5 Luxury Fashion Brands & Their Iconic Event Flowers by Blooming Haus

Blooming Haus has worked with a number of the world’s most recognised fashion and media brands on events, photoshoots, and installations across London.

Below is a selection of those collaborations — what the brief was, what we made, and how we approached it.

Event Flowers for Luxury Fashion Brands

1. Vogue

Blooming Haus has designed and installed floristry across several Vogue events, including the Forces for Change dinner on 5 December 2022.

Launched in September 2019, Forces for Change recognises individuals across fashion, politics, and culture working to make substantive contributions. The December 2022 event took place at The Londoner Hotel in Leicester Square.

The emphasis was on an understated, elegant installation to complement rather than compete with the occasion.

Guests included Victoria Beckham, Naomi Campbell, Sinéad Burke, and Irina Shayk.

Those honoured included LVMH Prize winner Priya Ahluwalia, Girls United founder Romina Calatayud, and Iranian activists Shiva Mahbobi, Roxanna Vatandoust, Mahsa Alimardani, Elika Ashoori, and Shadi Sadr.

British Vogue Editor-in-Chief Edward Enninful’s preference for white roses shaped the palette of the design. The sustainable process — no plastics, fully compostable materials — was appropriate for an event focused on positive change.
Flowers by Blooming Haus
Flowers by Blooming Haus
The Forces for Change event closed a year in which we also provided floristry for the Vogue 100 Breakfast — an intimate morning event with Anna Wintour and Edward Enninful at the start of London Fashion Week in March 2022, again centred on white roses.

The same month, we installed at the Fashion and Film Party at Annabel’s, where guests included Emma Watson, Naomi Campbell, Kate Moss, and Rebel Wilson.

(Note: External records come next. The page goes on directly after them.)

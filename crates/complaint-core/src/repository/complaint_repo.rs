//! Complaint Repository
//!
//! Stores the whole collection as one JSON array under a single key,
//! newest first. Every mutation reloads the array, edits it and writes it
//! back in full.

use std::collections::HashSet;

use super::clock::{Clock, SystemClock};
use super::ids::IdSource;
use super::traits::{DeleteOutcome, KeyValueStore, Repository, SearchableRepository};
use crate::config::{CorruptPolicy, StoreConfig};
use crate::domain::{Complaint, ComplaintId, DomainError, DomainResult, NewComplaint};
use crate::views;

pub struct ComplaintRepository<S: KeyValueStore> {
    store: S,
    config: StoreConfig,
    clock: Box<dyn Clock>,
    ids: Box<dyn IdSource>,
}

impl<S: KeyValueStore> ComplaintRepository<S> {
    pub fn new(store: S, ids: impl IdSource + 'static) -> Self {
        Self {
            store,
            config: StoreConfig::default(),
            clock: Box::new(SystemClock),
            ids: Box::new(ids),
        }
    }

    pub fn with_clock(mut self, clock: impl Clock + 'static) -> Self {
        self.clock = Box::new(clock);
        self
    }

    pub fn with_config(mut self, config: StoreConfig) -> Self {
        self.config = config;
        self
    }

    pub fn store(&self) -> &S {
        &self.store
    }

    fn load(&self) -> DomainResult<Vec<Complaint>> {
        let key = &self.config.complaints_key;
        let Some(raw) = self.store.get(key)? else {
            return Ok(Vec::new());
        };
        match serde_json::from_str::<Option<Vec<Complaint>>>(&raw) {
            Ok(complaints) => Ok(complaints.unwrap_or_default()),
            Err(e) => match self.config.corrupt_policy {
                CorruptPolicy::Reset => {
                    log::warn!("Ignoring unreadable '{}' ({}), treating as empty", key, e);
                    Ok(Vec::new())
                }
                CorruptPolicy::Fail => Err(DomainError::Corrupt {
                    key: key.clone(),
                    reason: e.to_string(),
                }),
            },
        }
    }

    fn save(&self, complaints: &[Complaint]) -> DomainResult<()> {
        let raw = serde_json::to_string(complaints)?;
        self.store.set(&self.config.complaints_key, &raw)
    }

    /// Draw ids until one is not taken by `existing`
    fn next_id(&self, existing: &[Complaint]) -> DomainResult<ComplaintId> {
        let taken: HashSet<&ComplaintId> = existing.iter().map(|c| &c.id).collect();
        for _ in 0..self.config.max_id_attempts.max(1) {
            let n = self.ids.next(self.config.id_range);
            let id = ComplaintId::from_parts(&self.config.id_prefix, n);
            if !taken.contains(&id) {
                return Ok(id);
            }
            log::debug!("Id {} already taken, drawing again", id);
        }
        Err(DomainError::Conflict(format!(
            "no free id after {} attempts",
            self.config.max_id_attempts
        )))
    }

    /// Delete after asking `confirm`; a refusal leaves storage untouched
    pub fn delete_with(
        &self,
        id: &ComplaintId,
        confirm: impl FnOnce() -> bool,
    ) -> DomainResult<DeleteOutcome> {
        if !confirm() {
            log::debug!("Delete of {} declined", id);
            return Ok(DeleteOutcome::Declined);
        }

        let mut complaints = self.load()?;
        let Some(pos) = complaints.iter().position(|c| &c.id == id) else {
            return Ok(DeleteOutcome::NotFound);
        };
        complaints.remove(pos);
        self.save(&complaints)?;
        log::debug!("Deleted complaint {}", id);
        Ok(DeleteOutcome::Deleted)
    }

    /// Flip Pending/Resolved. `None` when no record has the id.
    pub fn toggle_status(&self, id: &ComplaintId) -> DomainResult<Option<Complaint>> {
        let mut complaints = self.load()?;
        let Some(complaint) = complaints.iter_mut().find(|c| &c.id == id) else {
            return Ok(None);
        };
        complaint.status = complaint.status.toggled();
        let updated = complaint.clone();
        self.save(&complaints)?;
        log::debug!("Complaint {} is now {}", id, updated.status);
        Ok(Some(updated))
    }
}

impl<S: KeyValueStore> Repository<Complaint> for ComplaintRepository<S> {
    type Draft = NewComplaint;

    fn create(&self, draft: NewComplaint) -> DomainResult<Complaint> {
        let draft = draft.validated()?;
        let mut complaints = self.load()?;
        let id = self.next_id(&complaints)?;
        let complaint = Complaint::new(id, draft, self.clock.today());
        complaints.insert(0, complaint.clone());
        self.save(&complaints)?;
        log::debug!("Created complaint {} ({} total)", complaint.id, complaints.len());
        Ok(complaint)
    }

    fn find_by_id(&self, id: &ComplaintId) -> DomainResult<Option<Complaint>> {
        Ok(self.load()?.into_iter().find(|c| &c.id == id))
    }

    fn list(&self) -> DomainResult<Vec<Complaint>> {
        self.load()
    }

    fn update(&self, entity: &Complaint) -> DomainResult<Complaint> {
        let mut complaints = self.load()?;
        let slot = complaints
            .iter_mut()
            .find(|c| c.id == entity.id)
            .ok_or_else(|| DomainError::NotFound(format!("complaint {}", entity.id)))?;
        // Status only moves through toggle_status
        if entity.status != slot.status {
            return Err(DomainError::InvalidInput(format!(
                "status of {} can only be toggled",
                entity.id
            )));
        }
        // Creation day is fixed
        *slot = Complaint { date: slot.date, ..entity.clone() };
        let updated = slot.clone();
        self.save(&complaints)?;
        Ok(updated)
    }

    fn delete(&self, id: &ComplaintId) -> DomainResult<DeleteOutcome> {
        self.delete_with(id, || true)
    }
}

impl<S: KeyValueStore> SearchableRepository<Complaint> for ComplaintRepository<S> {
    fn search(&self, query: &str) -> DomainResult<Vec<Complaint>> {
        Ok(views::search(&self.load()?, query))
    }
}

White roses, roselilies, and baby’s breath across the venue alongside Jo Malone candles and Tiffany & Co. diamonds.

Flowers by Blooming Haus
The Vogue collaboration extended into 2023 with our work at the Fashion and Film Party that year — the full account of which is in our journal.

2. Tatler Magazine

The May 2023 issue of Tatler covered “The Rossettis” exhibition at Tate Britain — a survey of the Rossetti generation through the Pre-Raphaelite years and beyond.

Nature was central to the work of Dante Gabriel Rossetti, Christina Rossetti, and Elizabeth Siddal. We provided the florals for the issue’s photoshoot, working with that same source material: seasonal flowers and foliage in arrangements that sat within the period aesthetic without recreating it literally.
Flowers by Blooming Haus
Tate Britain’s exhibition presented the artists’ approach through drawings, paintings, photography, design, and spoken poetry. The florals for the shoot needed to carry that same sense of natural abundance without overpowering the editorial styling.
Flowers by Blooming Haus

3. Sophia Webster

Sophia Webster launched her accessories label internationally in 2012 and has built a reputation for colour-led, floral-influenced design.

We provided florals for the brand’s collection launch photoshoot — working from a brief that called for arrangements in keeping with the botanical character of the footwear being shot.

Flowers by Blooming Haus

4. PANGAIA

PANGAIA works with materials including food waste, hemp fibres, and wildflowers to develop more sustainable everyday products. Their environmental approach aligns with our own, and we designed and installed their event flowers with that brief in mind.

The work required arrangements that functioned as objects in their own right — precise, considered, and made without plastics or synthetic materials.
Flowers by Blooming Haus
Flowers by Blooming Haus
More on our approach to sustainability in event design:

“Climate Change | 11 Ways Your Business Can Be Part of The Solution”

5. ME + EM for Chelsea in Bloom

Clare Hornby built ME + EM around three design principles she calls the “three Fs”: flattering, functional, and forever appeal.

When the brand commissioned Blooming Haus to design their window installation for Chelsea in Bloom 2022, we took those same three principles as a starting point — building a display that served the brand’s visual identity, worked at street scale, and used only natural materials we could account for after the event.
Flowers by Blooming Haus
Chelsea in Bloom runs alongside the RHS Chelsea Flower Show and is a free public festival produced by Cadogan in association with the RHS. In 2022, almost 100 shops participated.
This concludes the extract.